:: What to do ::
Which lines of the data below hold "struct"? Copy each of them.

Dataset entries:
-----

//! Framing: on-air layout of a single LLD frame.
//!
//! ```text
//! type(1) remaining(1) [destination(6)] message-id(8 LE) [session-tag(8 LE)]
//! payload-length(1) payload(N) [auth-tag(4)]
//! ```
//! Destination is omitted for broadcast frames; session and auth tags are
//! present only when the message-ID carries the encrypted flag.

use crate::protocol::{
    FrameType, MacAddr, MessageId, AUTH_TAG_LEN, MAC_LEN, MAX_FRAME_LEN, MAX_PAYLOAD_LEN,
    MESSAGE_ID_LEN, SESSION_TAG_LEN,
};

/// Everything before the payload bytes.
#[derive(Debug, Clone, PartialEq, Eq)]
pub struct FrameHeader {
    pub frame_type: FrameType,
    /// Fragments of the same message still to come after this one.
    pub fragments_remaining: u8,
    /// `None` for broadcast frames.
    pub destination: Option<MacAddr>,
    pub message_id: MessageId,
    /// Sender's own session key; present iff the frame is encrypted.
    pub session_tag: Option<u64>,
}

impl FrameHeader {
    pub fn is_encrypted(&self) -> bool {
        self.message_id.is_encrypted()
    }

    /// Header size on the air, including the payload-length byte.
    pub fn encoded_len(&self) -> usize {
        header_len(self.frame_type, self.is_encrypted())
    }

    /// Header bytes as transmitted for a payload of `payload_len` bytes.
    /// Used as the authenticated header of encrypted frames.
    pub fn to_bytes(&self, payload_len: u8) -> Vec<u8> {
        let mut out = Vec::with_capacity(self.encoded_len());
        out.push(self.frame_type.as_u8());
        out.push(self.fragments_remaining);
        if let Some(dest) = &self.destination {
            out.extend_from_slice(dest.as_bytes());
        }
        out.extend_from_slice(&self.message_id.raw().to_le_bytes());
        if let Some(tag) = self.session_tag {
            out.extend_from_slice(&tag.to_le_bytes());
        }
        out.push(payload_len);
        out
    }

    fn check(&self) -> Result<(), FrameEncodeError> {
        if self.destination.is_some() != self.frame_type.has_destination() {
            return Err(FrameEncodeError::Malformed("destination"));
        }
        if self.session_tag.is_some() != self.is_encrypted() {
            return Err(FrameEncodeError::Malformed("session tag"));
        }
        Ok(())
    }
}

/// One parsed frame. For encrypted frames `payload` is still ciphertext.
#[derive(Debug, Clone, PartialEq, Eq)]
pub struct Frame {
    pub header: FrameHeader,
    pub payload: Vec<u8>,
    pub auth_tag: Option<[u8; AUTH_TAG_LEN]>,
}

fn header_len(frame_type: FrameType, encrypted: bool) -> usize {
    let mut len = 2 + MESSAGE_ID_LEN + 1;
    if frame_type.has_destination() {
        len += MAC_LEN;
    }
    if encrypted {
        len += SESSION_TAG_LEN;
    }
    len
}

/// Largest payload one frame of this kind can carry.
pub fn max_payload_len(frame_type: FrameType, encrypted: bool) -> usize {
    let tag = if encrypted { AUTH_TAG_LEN } else { 0 };
    MAX_PAYLOAD_LEN.min(MAX_FRAME_LEN - header_len(frame_type, encrypted) - tag)
}

/// Serialize a frame. Fails with `TooLarge` when the payload does not fit one datagram.
pub fn encode_frame(frame: &Frame) -> Result<Vec<u8>, FrameEncodeError> {
    frame.header.check()?;
    if frame.auth_tag.is_some() != frame.header.is_encrypted() {
        return Err(FrameEncodeError::Malformed("auth tag"));
    }
    let max = max_payload_len(frame.header.frame_type, frame.header.is_encrypted());
    if frame.payload.len() > max {
        return Err(FrameEncodeError::TooLarge);
    }
    let mut out = frame.header.to_bytes(frame.payload.len() as u8);
    out.extend_from_slice(&frame.payload);
    if let Some(tag) = &frame.auth_tag {
        out.extend_from_slice(tag);
    }
    Ok(out)
}

/// Error encoding a frame.
#[derive(Debug, thiserror::Error)]
pub enum FrameEncodeError {
    #[error("frame too large")]
    TooLarge,
    #[error("inconsistent frame: {0}")]
    Malformed(&'static str),
}

/// Parse one datagram into a frame. The whole datagram must be consumed.
pub fn decode_frame(bytes: &[u8]) -> Result<Frame, FrameDecodeError> {
    if bytes.len() > MAX_FRAME_LEN {
        return Err(FrameDecodeError::TooLarge);
    }
    let mut cursor = Cursor { bytes, pos: 0 };
    let type_byte = cursor.take(1)?[0];
    if type_byte & !FrameType::MASK != 0 {
        return Err(FrameDecodeError::UnknownFrameType(type_byte));
    }
    let frame_type =
        FrameType::from_u8(type_byte).ok_or(FrameDecodeError::UnknownFrameType(type_byte))?;
    let fragments_remaining = cursor.take(1)?[0];
    let destination = if frame_type.has_destination() {
        let mut mac = [0u8; MAC_LEN];
        mac.copy_from_slice(cursor.take(MAC_LEN)?);
        Some(MacAddr(mac))
    } else {
        None
    };
    let message_id = MessageId::from_raw(cursor.take_u64()?);
    let session_tag = if message_id.is_encrypted() {
        Some(cursor.take_u64()?)
    } else {
        None
    };
    let payload_len = usize::from(cursor.take(1)?[0]);
    let tag_len = if message_id.is_encrypted() {
        AUTH_TAG_LEN
    } else {
        0
    };
    if bytes.len() - cursor.pos != payload_len + tag_len {
        return Err(FrameDecodeError::LengthMismatch);
    }
    if payload_len > max_payload_len(frame_type, message_id.is_encrypted()) {
        return Err(FrameDecodeError::TooLarge);
    }
    let payload = cursor.take(payload_len)?.to_vec();
    let auth_tag = if message_id.is_encrypted() {
        let mut tag = [0u8; AUTH_TAG_LEN];
        tag.copy_from_slice(cursor.take(AUTH_TAG_LEN)?);
        Some(tag)
    } else {
        None
    };
    Ok(Frame {
        header: FrameHeader {
            frame_type,
            fragments_remaining,
            destination,
            message_id,
            session_tag,
        },
        payload,
        auth_tag,
    })
}

/// Error decoding a frame.
#[derive(Debug, thiserror::Error)]
pub enum FrameDecodeError {
    #[error("frame truncated")]
    Truncated,
    #[error("frame too large")]
    TooLarge,
    #[error("unknown frame type {0:#04x}")]
    UnknownFrameType(u8),
    #[error("payload length does not match frame length")]
    LengthMismatch,
}

struct Cursor<'a> {
    bytes: &'a [u8],
    pos: usize,
}

impl<'a> Cursor<'a> {
    fn take(&mut self, n: usize) -> Result<&'a [u8], FrameDecodeError> {
        let end = self.pos + n;
        if end > self.bytes.len() {
            return Err(FrameDecodeError::Truncated);
        }
        let out = &self.bytes[self.pos..end];
        self.pos = end;
        Ok(out)
    }

    fn take_u64(&mut self) -> Result<u64, FrameDecodeError> {
        let mut buf = [0u8; 8];
        buf.copy_from_slice(self.take(8)?);
        Ok(u64::from_le_bytes(buf))
    }
}

#[cfg(test)]
mod tests {
    use super::*;
    use crate::protocol::BROADCAST_MAC;

    fn unicast(payload: Vec<u8>) -> Frame {
        Frame {
            header: FrameHeader {
                frame_type: FrameType::Unicast,
                fragments_remaining: 0,
                destination: Some(MacAddr([1, 2, 3, 4, 5, 6])),
                message_id: MessageId::new(42, 0, false),
                session_tag: None,
            },
            payload,
            auth_tag: None,
        }
    }

    #[test]
    fn roundtrip_unicast() {
        let frame = unicast(b"ping".to_vec());
        let bytes = encode_frame(&frame).unwrap();
        assert_eq!(bytes.len(), 17 + 4);
        assert_eq!(bytes[0], FrameType::Unicast.as_u8());
        assert_eq!(&bytes[2..8], &[1, 2, 3, 4, 5, 6]);
        assert_eq!(bytes[16], 4);
        assert_eq!(decode_frame(&bytes).unwrap(), frame);
    }

    #[test]
    fn broadcast_omits_destination() {
        let frame = Frame {
            header: FrameHeader {
                frame_type: FrameType::Broadcast,
                fragments_remaining: 0,
                destination: None,
                message_id: MessageId::new(1, 0, false),
                session_tag: None,
            },
            payload: b"hi".to_vec(),
            auth_tag: None,
        };
        let bytes = encode_frame(&frame).unwrap();
        assert_eq!(bytes.len(), 11 + 2);
        assert_eq!(bytes[10], 2);
        assert_eq!(&bytes[11..], b"hi");
        assert_eq!(decode_frame(&bytes).unwrap(), frame);
    }

    #[test]
    fn encrypted_frame_carries_tags() {
        let frame = Frame {
            header: FrameHeader {
                frame_type: FrameType::Unicast,
                fragments_remaining: 1,
                destination: Some(BROADCAST_MAC),
                message_id: MessageId::new(9, 0, true),
                session_tag: Some(0xDEAD_BEEF),
            },
            payload: vec![0xAB; 10],
            auth_tag: Some([1, 2, 3, 4]),
        };
        let bytes = encode_frame(&frame).unwrap();
        assert_eq!(bytes.len(), 25 + 10 + 4);
        assert_eq!(&bytes[bytes.len() - 4..], &[1, 2, 3, 4]);
        assert_eq!(decode_frame(&bytes).unwrap(), frame);
    }

    #[test]
    fn payload_limits() {
        assert_eq!(max_payload_len(FrameType::Unicast, false), 233);
        assert_eq!(max_payload_len(FrameType::Unicast, true), 221);
        assert_eq!(max_payload_len(FrameType::Broadcast, false), 233);
        assert!(encode_frame(&unicast(vec![0; 233])).is_ok());
        assert!(matches!(
            encode_frame(&unicast(vec![0; 234])),
            Err(FrameEncodeError::TooLarge)
        ));
        assert!(encode_frame(&unicast(vec![0; 233])).unwrap().len() <= MAX_FRAME_LEN);
    }

    #[test]
    fn rejects_bad_frames() {
        let bytes = encode_frame(&unicast(b"abc".to_vec())).unwrap();
        assert!(matches!(
            decode_frame(&bytes[..bytes.len() - 1]),
            Err(FrameDecodeError::LengthMismatch)
        ));
        assert!(matches!(
            decode_frame(&bytes[..5]),
            Err(FrameDecodeError::Truncated)
        ));
        let mut bad = bytes.clone();
        bad[0] = 0x09;
        assert!(matches!(
            decode_frame(&bad),
            Err(FrameDecodeError::UnknownFrameType(0x09))
        ));
        let mut extra = bytes;
        extra.push(0);
        assert!(matches!(
            decode_frame(&extra),
            Err(FrameDecodeError::LengthMismatch)
        ));
    }

    #[test]
    fn inconsistent_header_is_refused() {
        let mut frame = unicast(vec![]);
        frame.header.destination = None;
        assert!(matches!(
            encode_frame(&frame),
            Err(FrameEncodeError::Malformed(_))
        ));
    }
}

-----

:: Output below ::
pub struct FrameHeader {
pub struct Frame {
struct Cursor<'a> {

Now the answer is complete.